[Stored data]
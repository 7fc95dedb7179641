//! Three-way structural diff of two [`TreeValue`]s.
//!
//! The diff splits an old/new pair into what was removed or changed (old side),
//! what was added or changed (new side), and what stayed the same:
//!
//! - **Different kinds**: full replacement, nothing unchanged.
//! - **Objects**: compared key by key, recursing into keys present on both sides.
//! - **Arrays and scalars**: compared as whole values. Arrays are never diffed
//!   per index.
//!
//! An object bucket that ends up with no keys is reported as absent rather than
//! as `{}`, so emptiness propagates upward as "no contribution".
//!
//! # Example
//! ```
//! use auditdiff_core::{diff, json::parse};
//!
//! let old = parse(r#"{"a":1,"b":2}"#).unwrap();
//! let new = parse(r#"{"b":2,"c":3}"#).unwrap();
//! let result = diff(&old, &new);
//! assert_eq!(result.removed, Some(parse(r#"{"a":1}"#).unwrap()));
//! assert_eq!(result.added, Some(parse(r#"{"c":3}"#).unwrap()));
//! assert_eq!(result.unchanged, Some(parse(r#"{"b":2}"#).unwrap()));
//! ```

use std::collections::HashSet;

use serde::Serialize;
use tracing::debug;

use crate::error::Result;
use crate::json;
use crate::value::{Object, TreeValue};

/// The three parts of a diff. Each part is absent when it has nothing in it.
#[derive(Debug, Clone, Default, PartialEq, Serialize)]
pub struct DiffResult {
    /// Values present in the old tree that were changed or dropped.
    pub removed: Option<TreeValue>,
    /// Values present in the new tree that were changed or introduced.
    pub added: Option<TreeValue>,
    /// Values identical on both sides.
    pub unchanged: Option<TreeValue>,
}

impl DiffResult {
    /// True when nothing was removed or added.
    pub fn is_unchanged(&self) -> bool {
        self.removed.is_none() && self.added.is_none()
    }

    /// True when all three parts are absent, e.g. when diffing `{}` with `{}`.
    pub fn is_empty(&self) -> bool {
        self.is_unchanged() && self.unchanged.is_none()
    }

    fn replaced(old: &TreeValue, new: &TreeValue) -> Self {
        Self {
            removed: Some(old.clone()),
            added: Some(new.clone()),
            unchanged: None,
        }
    }

    fn same(value: &TreeValue) -> Self {
        Self {
            removed: None,
            added: None,
            unchanged: Some(value.clone()),
        }
    }
}

/// Compute the three-way diff of `old` against `new`.
///
/// Inputs are only borrowed; every call builds fresh output trees, so the
/// function is safe to call from any number of threads at once.
pub fn diff(old: &TreeValue, new: &TreeValue) -> DiffResult {
    let result = diff_values(old, new);
    debug!(
        old_kind = ?old.kind(),
        new_kind = ?new.kind(),
        removed = bucket_size(&result.removed),
        added = bucket_size(&result.added),
        unchanged = bucket_size(&result.unchanged),
        "computed diff"
    );
    result
}

/// Parse two JSON documents and diff them.
///
/// # Errors
///
/// Returns [`crate::AuditError::MalformedInput`] if either side is not valid JSON.
pub fn diff_json(old: &str, new: &str) -> Result<DiffResult> {
    let old = json::parse(old)?;
    let new = json::parse(new)?;
    Ok(diff(&old, &new))
}

fn diff_values(old: &TreeValue, new: &TreeValue) -> DiffResult {
    match (old, new) {
        (TreeValue::Object(old_obj), TreeValue::Object(new_obj)) => diff_objects(old_obj, new_obj),
        _ if old.kind() != new.kind() => DiffResult::replaced(old, new),
        // Same kind, not objects: arrays and scalars compare atomically.
        _ if old == new => DiffResult::same(old),
        _ => DiffResult::replaced(old, new),
    }
}

/// Key-by-key object diff. Keys of `old` come first in `old` order, then keys
/// only present in `new` in `new` order.
fn diff_objects(old: &Object, new: &Object) -> DiffResult {
    let new_index = new.index();
    let mut removed = Object::new();
    let mut added = Object::new();
    let mut unchanged = Object::new();

    for (key, old_child) in old.iter() {
        let Some(new_child) = new_index.get(key) else {
            removed.push_unique(key.to_string(), old_child.clone());
            continue;
        };
        let part = diff_values(old_child, new_child);
        if let Some(value) = part.removed {
            removed.push_unique(key.to_string(), value);
        }
        if let Some(value) = part.added {
            added.push_unique(key.to_string(), value);
        }
        if let Some(value) = part.unchanged {
            unchanged.push_unique(key.to_string(), value);
        }
    }

    let old_keys: HashSet<&str> = old.keys().collect();
    for (key, new_child) in new.iter() {
        if !old_keys.contains(key) {
            added.push_unique(key.to_string(), new_child.clone());
        }
    }

    DiffResult {
        removed: non_empty(removed),
        added: non_empty(added),
        unchanged: non_empty(unchanged),
    }
}

fn non_empty(obj: Object) -> Option<TreeValue> {
    (!obj.is_empty()).then(|| TreeValue::Object(obj))
}

/// Number of top-level entries in a bucket, for log fields.
fn bucket_size(bucket: &Option<TreeValue>) -> usize {
    match bucket {
        None => 0,
        Some(TreeValue::Object(obj)) => obj.len(),
        Some(_) => 1,
    }
}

| Instructions to follow |
Would you write the records out again, word for word?

| Completed task |
repository 7fc95dedb7179641
//! Three-way structural diff of two [`TreeValue`]s.
//!
//! The diff splits an old/new pair into what was removed or changed (old side),
//! what was added or changed (new side), and what stayed the same:
//!
//! - **Different kinds**: full replacement, nothing unchanged.
//! - **Objects**: compared key by key, recursing into keys present on both sides.
//! - **Arrays and scalars**: compared as whole values. Arrays are never diffed
//!   per index.
//!
//! An object bucket that ends up with no keys is reported as absent rather than
//! as `{}`, so emptiness propagates upward as "no contribution".
//!
//! # Example
//! ```
//! use auditdiff_core::{diff, json::parse};
//!
//! let old = parse(r#"{"a":1,"b":2}"#).unwrap();
//! let new = parse(r#"{"b":2,"c":3}"#).unwrap();
//! let result = diff(&old, &new);
//! assert_eq!(result.removed, Some(parse(r#"{"a":1}"#).unwrap()));
//! assert_eq!(result.added, Some(parse(r#"{"c":3}"#).unwrap()));
//! assert_eq!(result.unchanged, Some(parse(r#"{"b":2}"#).unwrap()));
//! ```

use std::collections::HashSet;

use serde::Serialize;
use tracing::debug;

use crate::error::Result;
use crate::json;
use crate::value::{Object, TreeValue};

/// The three parts of a diff. Each part is absent when it has nothing in it.
#[derive(Debug, Clone, Default, PartialEq, Serialize)]
pub struct DiffResult {
    /// Values present in the old tree that were changed or dropped.
    pub removed: Option<TreeValue>,
    /// Values present in the new tree that were changed or introduced.
    pub added: Option<TreeValue>,
    /// Values identical on both sides.
    pub unchanged: Option<TreeValue>,
}

impl DiffResult {
    /// True when nothing was removed or added.
    pub fn is_unchanged(&self) -> bool {
        self.removed.is_none() && self.added.is_none()
    }

    /// True when all three parts are absent, e.g. when diffing `{}` with `{}`.
    pub fn is_empty(&self) -> bool {
        self.is_unchanged() && self.unchanged.is_none()
    }

    fn replaced(old: &TreeValue, new: &TreeValue) -> Self {
        Self {
            removed: Some(old.clone()),
            added: Some(new.clone()),
            unchanged: None,
        }
    }

    fn same(value: &TreeValue) -> Self {
        Self {
            removed: None,
            added: None,
            unchanged: Some(value.clone()),
        }
    }
}

/// Compute the three-way diff of `old` against `new`.
///
/// Inputs are only borrowed; every call builds fresh output trees, so the
/// function is safe to call from any number of threads at once.
pub fn diff(old: &TreeValue, new: &TreeValue) -> DiffResult {
    let result = diff_values(old, new);
    debug!(
        old_kind = ?old.kind(),
        new_kind = ?new.kind(),
        removed = bucket_size(&result.removed),
        added = bucket_size(&result.added),
        unchanged = bucket_size(&result.unchanged),
        "computed diff"
    );
    result
}

/// Parse two JSON documents and diff them.
///
/// # Errors
///
/// Returns [`crate::AuditError::MalformedInput`] if either side is not valid JSON.
pub fn diff_json(old: &str, new: &str) -> Result<DiffResult> {
    let old = json::parse(old)?;
    let new = json::parse(new)?;
    Ok(diff(&old, &new))
}

fn diff_values(old: &TreeValue, new: &TreeValue) -> DiffResult {
    match (old, new) {
        (TreeValue::Object(old_obj), TreeValue::Object(new_obj)) => diff_objects(old_obj, new_obj),
        _ if old.kind() != new.kind() => DiffResult::replaced(old, new),
        // Same kind, not objects: arrays and scalars compare atomically.
        _ if old == new => DiffResult::same(old),
        _ => DiffResult::replaced(old, new),
    }
}

/// Key-by-key object diff. Keys of `old` come first in `old` order, then keys
/// only present in `new` in `new` order.
fn diff_objects(old: &Object, new: &Object) -> DiffResult {
    let new_index = new.index();
    let mut removed = Object::new();
    let mut added = Object::new();
    let mut unchanged = Object::new();

    for (key, old_child) in old.iter() {
        let Some(new_child) = new_index.get(key) else {
            removed.push_unique(key.to_string(), old_child.clone());
            continue;
        };
        let part = diff_values(old_child, new_child);
        if let Some(value) = part.removed {
            removed.push_unique(key.to_string(), value);
        }
        if let Some(value) = part.added {
            added.push_unique(key.to_string(), value);
        }
        if let Some(value) = part.unchanged {
            unchanged.push_unique(key.to_string(), value);
        }
    }

    let old_keys: HashSet<&str> = old.keys().collect();
    for (key, new_child) in new.iter() {
        if !old_keys.contains(key) {
            added.push_unique(key.to_string(), new_child.clone());
        }
    }

    DiffResult {
        removed: non_empty(removed),
        added: non_empty(added),
        unchanged: non_empty(unchanged),
    }
}

fn non_empty(obj: Object) -> Option<TreeValue> {
    (!obj.is_empty()).then(|| TreeValue::Object(obj))
}

/// Number of top-level entries in a bucket, for log fields.
fn bucket_size(bucket: &Option<TreeValue>) -> usize {
    match bucket {
        None => 0,
        Some(TreeValue::Object(obj)) => obj.len(),
        Some(_) => 1,
    }
}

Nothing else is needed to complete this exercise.